Scenario 5: Kubelet Down on a Node
The kubelet is the Kubernetes agent on each node. When it fails:
Immediate impact (on that node):
- Node marked as NotReady after timeout (default ~40 seconds)
- Pods on that node get evicted (after another timeout)
- No new pods scheduled to that node
What keeps working:
- Containers keep running (they don’t need kubelet)
- Network might still work (depends on CNI)
- Other nodes unaffected
What breaks:
- No pod lifecycle management on that node
- Health checks stop
- Resource updates stop
- Eventually pods are rescheduled elsewhere
flowchart LR
subgraph kubelet_down["Kubelet Down on Node 2"]
subgraph N1["Node 1 ✓ Ready"]
P1["pod ✓"]
end
subgraph N2["Node 2 ✗ NotReady"]
P2["pod ?<br/>orphaned"]
end
subgraph N3["Node 3 ✓ Ready"]
P3["pod ✓<br/>rescheduled"]
end
P2 -.->|"rescheduled"| P3
end
note["After pod-eviction-timeout, pods get rescheduled"]
The interesting part: containers keep running even without kubelet. The kubelet manages them, but doesn’t keep them alive.
Scenario 6: Container Runtime Down
If the container runtime (containerd, CRI-O) fails:
Immediate impact:
- Running containers might die
- New containers can’t start
- Health checks fail
What happens next:
- kubelet detects failures
- Pods marked as Failed
- Pods get rescheduled to other nodes
This is typically a node-level failure that triggers pod eviction.
Scenario 7: Network Partition
Network partitions are the trickiest failures. A node loses connectivity to the control plane but can still run containers.
What happens:
- Node marked NotReady (can’t reach API server)
- Pods eventually evicted
- But they might still be running on the partitioned node
- Potential for “split brain” — same pod running in two places
flowchart LR
subgraph partition["Network Partition"]
subgraph control["Control Plane"]
cp["Node 2 is NotReady<br/>Evicting pods..."]
end
control x--x|"✗"| partitioned
subgraph partitioned["Partitioned Node"]
pn["I'm fine, running<br/>these pods..."]
end
end
note["Pod 'web-abc123' now runs on Node 1 AND Node 2<br/>Both think they're the real one"]
This is why stateful applications need careful handling. Databases with split-brain can corrupt data.
Failure Timeouts to Know
These timeouts affect how fast Kubernetes reacts to failures:
| Timeout | Default | What it does |
|---|---|---|
node-monitor-grace-period | 40s | How long before marking node NotReady |
pod-eviction-timeout | 5m | How long before evicting pods from NotReady node |
node-monitor-period | 5s | How often node status is checked |
For faster failover, you can tune these — but beware of false positives during temporary network issues.

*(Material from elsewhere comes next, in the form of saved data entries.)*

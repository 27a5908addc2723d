//! Error taxonomy shared by the positioning engine, the z-index allocator
//! and the lifecycle coordinator.
//!
//! Every variant describes a misuse of the API. Nothing here is transient,
//! so callers should surface these immediately instead of retrying.

use crate::lifecycle::OverlayStatus;
use crate::OverlayId;

/// Result alias used throughout `perch-core`.
pub type Result<T, E = Error> = std::result::Result<T, E>;

#[derive(Debug, Clone, PartialEq, thiserror::Error)]
pub enum Error {
    /// A trigger or content rectangle with a zero, negative or non-finite size.
    #[error("invalid {what} geometry: {width}x{height}")]
    InvalidGeometry {
        what: &'static str,
        width: f64,
        height: f64,
    },

    /// `auto_position` was called with no candidate placements.
    #[error("no candidate placement to choose from")]
    NoViableOverlay,

    /// The id is not tracked by the allocator or coordinator.
    #[error("unknown overlay id `{0}`")]
    UnknownOverlayId(OverlayId),

    /// A lifecycle transition that is not allowed from the current state.
    #[error("overlay `{id}` cannot {action} while {}", describe(.status))]
    StateViolation {
        id: OverlayId,
        action: &'static str,
        status: Option<OverlayStatus>,
    },
}

fn describe(status: &Option<OverlayStatus>) -> String {
    match status {
        Some(status) => status.to_string(),
        None => "not requested".to_string(),
    }
}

The Blast Radius Principle
Every failure affects a “blast radius”:
| Component | Blast Radius |
|---|---|
| Container | Single container |
| Pod | All containers in pod |
| Kubelet | All pods on node |
| Node | All pods on node |
| Scheduler | New pod scheduling cluster-wide |
| Controller Manager | Self-healing cluster-wide |
| API Server | All management operations |
| etcd | Everything |
Design your HA accordingly. etcd and API server need the most redundancy.
What This Means for You
- Running workloads are resilient: Existing pods survive most control plane failures
- Management operations aren’t: You need control plane HA for continuous deployment
- etcd is the critical path: Protect it, back it up, monitor it
- Failures cascade: API server down → looks like everything is down
- Timeouts matter: Know your failure detection times
The beauty of Kubernetes is that it was designed with failures in mind. The question isn’t whether components will fail — it’s whether you’ve architected for it.
Testing Failures
Don’t wait for production to find out how your cluster behaves. Test:
# Simulate API server failure (on a test cluster!)

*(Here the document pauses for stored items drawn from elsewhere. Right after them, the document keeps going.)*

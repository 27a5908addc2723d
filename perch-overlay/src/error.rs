//! Errors raised while coordinating overlays against a live document.

use perch_core::OverlayId;

use crate::host::ElementId;

pub type Result<T, E = OverlayError> = std::result::Result<T, E>;

#[derive(Debug, Clone, PartialEq, thiserror::Error)]
pub enum OverlayError {
    #[error(transparent)]
    Core(#[from] perch_core::Error),

    /// The host could not measure an element, usually because it was removed.
    #[error("element `{0}` is not in the document")]
    Detached(ElementId),

    /// Repositioning was asked for an overlay opened without an anchor.
    #[error("overlay `{0}` is not anchored to a trigger")]
    NotAnchored(OverlayId),
}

kubectl exec -it -n kube-system kube-apiserver-xxx -- kill 1
# Simulate scheduler failure
kubectl scale deployment kube-scheduler -n kube-system --replicas=0
# Simulate kubelet failure on a node
ssh node-1 'sudo systemctl stop kubelet'
Better yet, use chaos engineering tools like Litmus Chaos for controlled experiments.
Understanding failure modes isn’t pessimism — it’s engineering. Every system fails. The question is whether you designed for it or get surprised by it.